__WHAT YOU SHOULD DO__.
Transcribe the stretch of entries below from the line with "use serde::Serialize;" through the line with "pub fn format_json<T: Serialize>(data: &T)", exactly and with both ends included; leave out all other lines.

━━ STUDY MATERIAL ━━

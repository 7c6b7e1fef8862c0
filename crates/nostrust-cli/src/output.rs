// crates/nostrust-cli/src/output.rs
//
// Rendering ranked trust reports as plain text, a table, or JSON.

use clap::ValueEnum;
use serde::Serialize;
use tabled::{Table, Tabled};

use nostrust_reputation::ranker::{format_report, RankedEntry};

/// Output format for reports.
#[derive(Debug, Clone, Copy, PartialEq, Eq, ValueEnum)]
pub enum OutputFormat {
    /// `npub  score  name` lines under a header.
    Plain,
    /// Pretty-printed table.
    Table,
    /// JSON for machine consumption.
    Json,
}

#[derive(Tabled)]
struct RatingRow {
    #[tabled(rename = "#")]
    rank: usize,
    #[tabled(rename = "Npub")]
    npub: String,
    #[tabled(rename = "Score")]
    score: String,
    #[tabled(rename = "Name")]
    name: String,
}

#[derive(Serialize)]
struct JsonReport<'a> {
    threshold: f64,
    ratings: &'a [RankedEntry],
}

/// Format a slice of Tabled items as a table string.
pub fn format_table<T: Tabled>(data: &[T]) -> String {
    Table::new(data).to_string()
}

/// Format a serializable value as a pretty-printed JSON string.
pub fn format_json<T: Serialize>(data: &T) -> String {
    serde_json::to_string_pretty(data).unwrap_or_else(|e| format!("JSON serialization error: {}", e))
}

/// Render a ranked report in the requested format.
pub fn render(entries: &[RankedEntry], format: OutputFormat, minimum_trust_score: f64) -> String {
    match format {
        OutputFormat::Plain => format_report(entries, minimum_trust_score),
        OutputFormat::Table => {
            let rows: Vec<RatingRow> = entries
                .iter()
                .enumerate()
                .map(|(i, entry)| RatingRow {
                    rank: i + 1,
                    npub: entry.npub.clone(),
                    score: format!("{:.10}", entry.score),
                    name: entry.label().to_string(),
                })
                .collect();
            format_table(&rows)
        }
        OutputFormat::Json => format_json(&JsonReport {
            threshold: minimum_trust_score,
            ratings: entries,
        }),
    }
}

━━━

__ANSWER AREA__.
use serde::Serialize;
use tabled::{Table, Tabled};

use nostrust_reputation::ranker::{format_report, RankedEntry};

/// Output format for reports.
#[derive(Debug, Clone, Copy, PartialEq, Eq, ValueEnum)]
pub enum OutputFormat {
    /// `npub  score  name` lines under a header.
    Plain,
    /// Pretty-printed table.
    Table,
    /// JSON for machine consumption.
    Json,
}

#[derive(Tabled)]
struct RatingRow {
    #[tabled(rename = "#")]
    rank: usize,
    #[tabled(rename = "Npub")]
    npub: String,
    #[tabled(rename = "Score")]
    score: String,
    #[tabled(rename = "Name")]
    name: String,
}

#[derive(Serialize)]
struct JsonReport<'a> {
    threshold: f64,
    ratings: &'a [RankedEntry],
}

/// Format a slice of Tabled items as a table string.
pub fn format_table<T: Tabled>(data: &[T]) -> String {
    Table::new(data).to_string()
}

/// Format a serializable value as a pretty-printed JSON string.
pub fn format_json<T: Serialize>(data: &T) -> String {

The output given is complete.